Fraser McKay, head of upstream analysis, used Wood Mackenzie’s Lens platform to calculate that up to US$380 billion of cash flow would vanish from forecasts if Brent prices average US$35/bbl for the remainder of the year. This represents an 80% drop relative to a continuation of the US$60/bbl it has averaged year-to-date.

McKay said: “Sustained prices below US$40/bbl would trigger a new wave of brutal cost-cutting. Discretionary spend would be slashed, including buybacks and exploration. But given the lack of excess in the system, the cuts to development activity will be necessarily fast and brutal.
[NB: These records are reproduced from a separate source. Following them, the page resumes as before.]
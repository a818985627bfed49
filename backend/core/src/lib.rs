pub mod de;
pub mod error;
pub mod records;
pub mod reply;
pub mod traits;

pub use error::{CommandError, QueryError, ValidationError};
pub use records::{
    AccountData, AccountRecord, AccountRef, AccountUdt, BlockRecord, PolyjuiceRecord,
    TokenTransfer, TransactionData, TransactionRecord, TransferList, UdtRecord,
};
pub use reply::{Card, DisplaySection, Reply, ReplyBody, SectionGroup};
pub use traits::{fetch, QueryExecutor};
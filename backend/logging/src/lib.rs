//! Structured logging for the GwScan bot.
//!
//! Console output plus optional daily-rotated JSON files, and scrubbing of
//! credentials from text before it is logged.

pub mod logger;
pub mod redact;

pub use logger::{init_logger, LogGuard};
pub use redact::redact_sensitive_data;
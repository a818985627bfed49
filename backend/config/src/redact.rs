//! Config redaction: produce safe-to-log config snapshots by masking secrets.

use serde_json::Value;

use crate::schema::BotConfig;

const SENSITIVE_KEYS: &[&str] = &["discord_token", "public_key"];

/// Serialize the config with every secret replaced by `"***"`.
pub fn redact(config: &BotConfig) -> Value {
    let mut value = serde_json::to_value(config).unwrap_or(Value::Null);
    if let Value::Object(map) = &mut value {
        for key in SENSITIVE_KEYS {
            if let Some(field) = map.get_mut(*key) {
                if !field.is_null() {
                    *field = Value::String("***".to_string());
                }
            }
        }
    }
    value
}

#[cfg(test)]
mod tests {
    use super::*;
    use std::collections::HashMap;

    #[test]
    fn masks_token_but_keeps_server() {
        let env: HashMap<String, String> = [
            ("DISCORD_TOKEN", "secret-token"),
            ("SERVER", "https://api.gwscan.com/graphql"),
        ]
        .iter()
        .map(|(k, v)| (k.to_string(), v.to_string()))
        .collect();
        let redacted = redact(&BotConfig::from_map(&env));
        assert_eq!(redacted["discord_token"], "***");
        assert!(redacted["public_key"].is_null());
        assert_eq!(redacted["server"], "https://api.gwscan.com/graphql");
        assert!(!redacted.to_string().contains("secret-token"));
    }
}
//! Reading configuration from environment variables.
//!
//! Blank variables are treated as unset.

use std::collections::HashMap;
use std::path::PathBuf;

use crate::schema::BotConfig;

pub const DEFAULT_EXPLORER_URL: &str = "https://www.gwscan.com";
pub const DEFAULT_LOGO_URL: &str = "https://www.gwscan.com/icons/nervina-logo.svg";
pub const DEFAULT_EMBED_COLOR: &str = "#0099ff";
const DEFAULT_LOG_LEVEL: &str = "info";

/// Load a `.env` file from the working directory or its parents, if any.
///
/// Variables already present in the environment are not overwritten.
pub fn load_dotenv() {
    match dotenvy::dotenv() {
        Ok(path) => tracing::debug!(path = %path.display(), "Loaded .env"),
        Err(e) if e.not_found() => {}
        Err(e) => tracing::warn!(error = %e, "Failed to read .env"),
    }
}

impl BotConfig {
    /// Load configuration from the process environment.
    pub fn from_env() -> Self {
        Self::from_lookup(|key| std::env::var(key).ok())
    }

    /// Load configuration from a provided map (useful for testing).
    pub fn from_map(env: &HashMap<String, String>) -> Self {
        Self::from_lookup(|key| env.get(key).cloned())
    }

    fn from_lookup(lookup: impl Fn(&str) -> Option<String>) -> Self {
        let get = |key: &str| lookup(key).map(|v| v.trim().to_string()).filter(|v| !v.is_empty());

        Self {
            discord_token: get("DISCORD_TOKEN"),
            public_key: get("PUBLIC_KEY"),
            server: get("SERVER"),
            app_id: get("APP_ID"),
            guild_id: get("GUILD_ID"),
            explorer_url: get("GWSCAN_URL").unwrap_or_else(|| DEFAULT_EXPLORER_URL.to_string()),
            logo_url: get("GWSCAN_LOGO_URL").unwrap_or_else(|| DEFAULT_LOGO_URL.to_string()),
            embed_color: get("GWSCAN_EMBED_COLOR")
                .unwrap_or_else(|| DEFAULT_EMBED_COLOR.to_string()),
            log_level: get("RUST_LOG").unwrap_or_else(|| DEFAULT_LOG_LEVEL.to_string()),
            log_dir: get("GWSCAN_LOG_DIR").map(PathBuf::from),
        }
    }
}
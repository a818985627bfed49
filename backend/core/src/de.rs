//! Lenient field deserializers for explorer records.
//!
//! The explorer is not consistent about whether integers (block numbers,
//! timestamps, counters) arrive as JSON numbers or strings.

use serde::de::{self, Deserializer};
use serde::Deserialize;
use serde_json::Value;
use tracing::debug;

/// Accepts a string, a number, or null and yields `Option<String>`.
pub fn opt_string_or_number<'de, D>(deserializer: D) -> Result<Option<String>, D::Error>
where
    D: Deserializer<'de>,
{
    match Option::<Value>::deserialize(deserializer)? {
        None | Some(Value::Null) => Ok(None),
        Some(Value::String(s)) => Ok(Some(s)),
        Some(Value::Number(n)) => Ok(Some(n.to_string())),
        Some(other) => Err(de::Error::custom(format!(
            "expected string or number, got {other}"
        ))),
    }
}

/// Accepts a non-negative integer as a number or a numeric string.
///
/// Anything else (fractions, negatives, text, objects) becomes `None`, so one
/// malformed field never fails the surrounding record.
pub fn opt_u32_lenient<'de, D>(deserializer: D) -> Result<Option<u32>, D::Error>
where
    D: Deserializer<'de>,
{
    let parsed = match Option::<Value>::deserialize(deserializer)? {
        None | Some(Value::Null) => return Ok(None),
        Some(Value::String(s)) => s.trim().parse::<u32>().ok().or_else(|| {
            debug!(value = %s, "Ignoring unparseable integer field");
            None
        }),
        Some(Value::Number(n)) => n.as_u64().and_then(|v| u32::try_from(v).ok()).or_else(|| {
            debug!(value = %n, "Ignoring out-of-range integer field");
            None
        }),
        Some(other) => {
            debug!(value = %other, "Ignoring non-numeric integer field");
            return Ok(None);
        }
    };
    Ok(parsed)
}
US tight oil development activity, though not as flexible as many believe, will react immediately.

“Unsanctioned conventional projects will also be delayed, and in-fill, maintenance and other spend categories scaled-back.”

Ellacott said: “More highly leveraged players will be forced to make the deepest cuts to stave off bankruptcy. Aggregate cash burn from the companies we cover in our Corporate Benchmarking Tool amounts to US$130 billion in 2020 in the US$35/bbl Brent scenario.

“There is much less obvious excess spend to cut this time around after five years of disciplined investment and austerity. Raising capital is also much harder now, especially for US Independents, and upstream M&A market activity is at record lows. In addition, many companies have already made the most of the obvious asset sales.”